Provided information:
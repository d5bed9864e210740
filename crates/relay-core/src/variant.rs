//! Self-describing dynamic value exchanged between components through
//! the method table, in place of the source's name-keyed virtual call
//! with untyped arguments.

use std::collections::BTreeMap;
use std::fmt;

/// A tagged value: `null`, `int`, `float`, `bytes`, `string`, `list`, or
/// `map`. Small scalars live inline; `Bytes`/`String` reuse their own
/// small-buffer-optimised representations (`bytes::Bytes` is refcounted
/// and cheap to clone, `String`'s inline capacity covers short method
/// names and identifiers without a second heap allocation concept).
#[derive(Clone, Debug, PartialEq)]
pub enum Variant {
    Null,
    Int(i64),
    Float(f64),
    Bytes(bytes::Bytes),
    String(String),
    List(Vec<Variant>),
    Map(BTreeMap<String, Variant>),
}

impl Variant {
    pub fn as_int(&self) -> Option<i64> {
        match self {
            Variant::Int(v) => Some(*v),
            _ => None,
        }
    }

    pub fn as_float(&self) -> Option<f64> {
        match self {
            Variant::Float(v) => Some(*v),
            _ => None,
        }
    }

    pub fn as_str(&self) -> Option<&str> {
        match self {
            Variant::String(v) => Some(v.as_str()),
            _ => None,
        }
    }

    pub fn as_bytes(&self) -> Option<&bytes::Bytes> {
        match self {
            Variant::Bytes(v) => Some(v),
            _ => None,
        }
    }

    pub fn as_list(&self) -> Option<&[Variant]> {
        match self {
            Variant::List(v) => Some(v.as_slice()),
            _ => None,
        }
    }

    pub fn as_map(&self) -> Option<&BTreeMap<String, Variant>> {
        match self {
            Variant::Map(v) => Some(v),
            _ => None,
        }
    }

    pub fn is_null(&self) -> bool {
        matches!(self, Variant::Null)
    }
}

impl Default for Variant {
    fn default() -> Self {
        Variant::Null
    }
}

impl fmt::Display for Variant {
    fn fmt(&self, f: &mut fmt::Formatter<'_>) -> fmt::Result {
        match self {
            Variant::Null => write!(f, "null"),
            Variant::Int(v) => write!(f, "{v}"),
            Variant::Float(v) => write!(f, "{v}"),
            Variant::Bytes(v) => write!(f, "bytes[{}]", v.len()),
            Variant::String(v) => write!(f, "{v:?}"),
            Variant::List(v) => write!(f, "list[{}]", v.len()),
            Variant::Map(v) => write!(f, "map[{}]", v.len()),
        }
    }
}

impl From<i64> for Variant {
    fn from(v: i64) -> Self {
        Variant::Int(v)
    }
}

impl From<f64> for Variant {
    fn from(v: f64) -> Self {
        Variant::Float(v)
    }
}

impl From<String> for Variant {
    fn from(v: String) -> Self {
        Variant::String(v)
    }
}

impl From<&str> for Variant {
    fn from(v: &str) -> Self {
        Variant::String(v.to_owned())
    }
}

impl From<bytes::Bytes> for Variant {
    fn from(v: bytes::Bytes) -> Self {
        Variant::Bytes(v)
    }
}

impl From<Vec<Variant>> for Variant {
    fn from(v: Vec<Variant>) -> Self {
        Variant::List(v)
    }
}

impl From<BTreeMap<String, Variant>> for Variant {
    fn from(v: BTreeMap<String, Variant>) -> Self {
        Variant::Map(v)
    }
}
impl ServiceManager {
    pub fn new() -> Self {
        Self {
            directory: Mutex::new(Directory::default()),
            abort_on_service_fatal: false,
        }
    }

    /// When set, a service loop thread panicking (allocator failure,
    /// an invariant violation no `catch_unwind` inside the loop already
    /// absorbed) tears down the whole process instead of just that one
    /// service — the `abortOnServiceFatal=true` configuration the
    /// governing contract assigns to the manager, for hosts where one
    /// service's fatal state is not survivable for the rest.
    pub fn with_abort_on_service_fatal(mut self, abort: bool) -> Self {
        self.abort_on_service_fatal = abort;
        self
    }

    fn lock(&self) -> MutexGuard<'_, Directory> {
        self.directory.lock().unwrap_or_else(|poisoned| poisoned.into_inner())
    }

    /// Registers `service` under its configured name and spawns the
    /// thread that drives it to completion. Returns the [`ServiceHandle`]
    /// other components and threads use to post messages or request a
    /// stop; the manager keeps its own clone for lookup and shutdown.
    ///
    /// Fails with [`relay_core::error::ErrorKind::Repeat`] if a service
    /// with the same name is already registered — a duplicate name would
    /// make `get_by_name` ambiguous, so it is rejected rather than
    /// silently shadowing the earlier entry.
    pub fn create(&self, handle: ServiceHandle, service: Service) -> Result<ServiceHandle, CoreError> {
        let mut dir = self.lock();
        if dir.names.contains_key(handle.name()) {
            return Err(CoreError::repeat(format!(
                "service '{}' is already registered",
                handle.name()
            )));
        }

        let id = handle.id();
        let name = handle.name().to_string();
        let crash_handle = handle.clone();
        let abort_on_fatal = self.abort_on_service_fatal;
        let join = std::thread::Builder::new()
            .name(format!("relay-service-{name}"))
            .spawn(move || {
                // The loop itself already catches a handler panic at the
                // dispatch boundary (`relay_core::dispatch::Dispatcher`);
                // this outer `catch_unwind` is the last line of defense
                // for a panic nothing inside the loop could absorb —
                // an allocator failure or a violated invariant in the
                // loop's own bookkeeping. There, there is no well-formed
                // `Stopping`/`Stopped` transition left to run, so the
                // service is declared gone directly.
                let name = crash_handle.name().to_string();
                let result = std::panic::catch_unwind(std::panic::AssertUnwindSafe(|| service.run()));
                if let Err(payload) = result {
                    let detail = payload
                        .downcast_ref::<&str>()
                        .map(|s| s.to_string())
                        .or_else(|| payload.downcast_ref::<String>().cloned())
                        .unwrap_or_else(|| "<non-string panic payload>".to_string());
                    tracing::error!(service = %name, panic = %detail, "service loop thread panicked");
                    crash_handle.mark_crashed();
                    if abort_on_fatal {
                        tracing::error!(service = %name, "abortOnServiceFatal is set; terminating process");
                        std::process::abort();
                    }
                }
            })
            .map_err(|err| CoreError::internal(format!("failed to spawn service thread: {err}")))?;

        dir.names.insert(name, id);
        dir.by_id.insert(
            id,
            Entry {
                handle: handle.clone(),
                join: Some(join),
            },
        );
        tracing::info!(%id, service = handle.name(), "service registered");
        Ok(handle)
    }

    pub fn get_by_id(&self, id: ServiceId) -> Option<ServiceHandle> {
        self.lock().by_id.get(&id).map(|entry| entry.handle.clone())
    }

    pub fn get_by_name(&self, name: &str) -> Option<ServiceHandle> {
        let dir = self.lock();
        let id = *dir.names.get(name)?;
        dir.by_id.get(&id).map(|entry| entry.handle.clone())
    }

    /// Requests that the service `id` stop and waits (bounded by
    /// [`STOP_WAIT_TIMEOUT`]) for it to actually reach `Stopped` before
    /// returning, joining its thread once it has — the "a service's
    /// `OnStop` has returned before `Stop*` completes" guarantee §4.H
    /// assigns to the manager. The entry is removed from the directory
    /// up front so a concurrent lookup never observes a service that is
    /// mid-stop as still present.
    pub fn stop_by_id(&self, id: ServiceId) -> Result<(), CoreError> {
        let entry = {
            let mut dir = self.lock();
            let entry = dir
                .by_id
                .remove(&id)
                .ok_or_else(|| CoreError::not_found(format!("no service with id {id}")))?;
            dir.names.remove(entry.handle.name());
            entry
        };
        self.stop_entry(entry);
        Ok(())
    }

    pub fn stop_by_name(&self, name: &str) -> Result<(), CoreError> {
        let id = {
            let dir = self.lock();
            *dir.names
                .get(name)
                .ok_or_else(|| CoreError::not_found(format!("no service named '{name}'")))?
        };
        self.stop_by_id(id)
    }

    /// Requests every registered service stop, then waits (each bounded
    /// by [`STOP_WAIT_TIMEOUT`]) for every one of them to reach
    /// `Stopped` before returning. Requests are issued to the whole
    /// fleet up front so one service's stop is never delayed behind
    /// another's wait.
    pub fn stop_all(&self) {
        let entries: Vec<Entry> = {
            let mut dir = self.lock();
            let by_id = std::mem::take(&mut dir.by_id);
            dir.names.clear();
            by_id.into_values().collect()
        };
        for entry in &entries {
            entry.handle.request_stop();
        }
        for entry in entries {
            self.wait_and_join(entry);
        }
    }

    /// Requests `entry`'s service stop, waits for it, and joins its
    /// thread — the single-service counterpart of `stop_all`'s
    /// request-then-wait split.
    fn stop_entry(&self, entry: Entry) {
        entry.handle.request_stop();
        self.wait_and_join(entry);
    }

    fn wait_and_join(&self, entry: Entry) {
        let stopped = wait_until_stopped(&entry.handle, STOP_WAIT_TIMEOUT);
        if stopped {
            if let Some(join) = entry.join {
                let _ = join.join();
            }
        } else {
            tracing::warn!(
                id = %entry.handle.id(),
                service = entry.handle.name(),
                "service did not reach Stopped within the stop timeout; abandoning its thread"
            );
            drop(entry.join);
        }
    }

    /// Removes and returns every registered entry's handle and join
    /// handle, leaving the directory empty. The
    /// [`crate::shutdown::GracefulShutdownCoordinator`] uses this to take
    /// ownership of the whole fleet for a coordinated shutdown; once
    /// drained, no further `create` call can race a service this
    /// snapshot is about to join.
    pub(crate) fn drain(&self) -> Vec<(ServiceHandle, JoinHandle<()>)> {
        let mut dir = self.lock();
        let by_id = std::mem::take(&mut dir.by_id);
        dir.names.clear();
        by_id
            .into_values()
            .filter_map(|entry| Some((entry.handle.clone(), entry.join?)))
            .collect()
    }

    pub fn len(&self) -> usize {
        self.lock().by_id.len()
    }

    pub fn is_empty(&self) -> bool {
        self.len() == 0
    }
}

Task to carry out: For this exercise, output exactly the lines above from the line with "pub fn create(&self, handle: ServiceHandle, service: Service)" to the line with "let name = crash_handle.name().to_string();", counting both, and leave out the rest.

Exercise response:
    pub fn create(&self, handle: ServiceHandle, service: Service) -> Result<ServiceHandle, CoreError> {
        let mut dir = self.lock();
        if dir.names.contains_key(handle.name()) {
            return Err(CoreError::repeat(format!(
                "service '{}' is already registered",
                handle.name()
            )));
        }

        let id = handle.id();
        let name = handle.name().to_string();
        let crash_handle = handle.clone();
        let abort_on_fatal = self.abort_on_service_fatal;
        let join = std::thread::Builder::new()
            .name(format!("relay-service-{name}"))
            .spawn(move || {
                // The loop itself already catches a handler panic at the
                // dispatch boundary (`relay_core::dispatch::Dispatcher`);
                // this outer `catch_unwind` is the last line of defense
                // for a panic nothing inside the loop could absorb —
                // an allocator failure or a violated invariant in the
                // loop's own bookkeeping. There, there is no well-formed
                // `Stopping`/`Stopped` transition left to run, so the
                // service is declared gone directly.
                let name = crash_handle.name().to_string();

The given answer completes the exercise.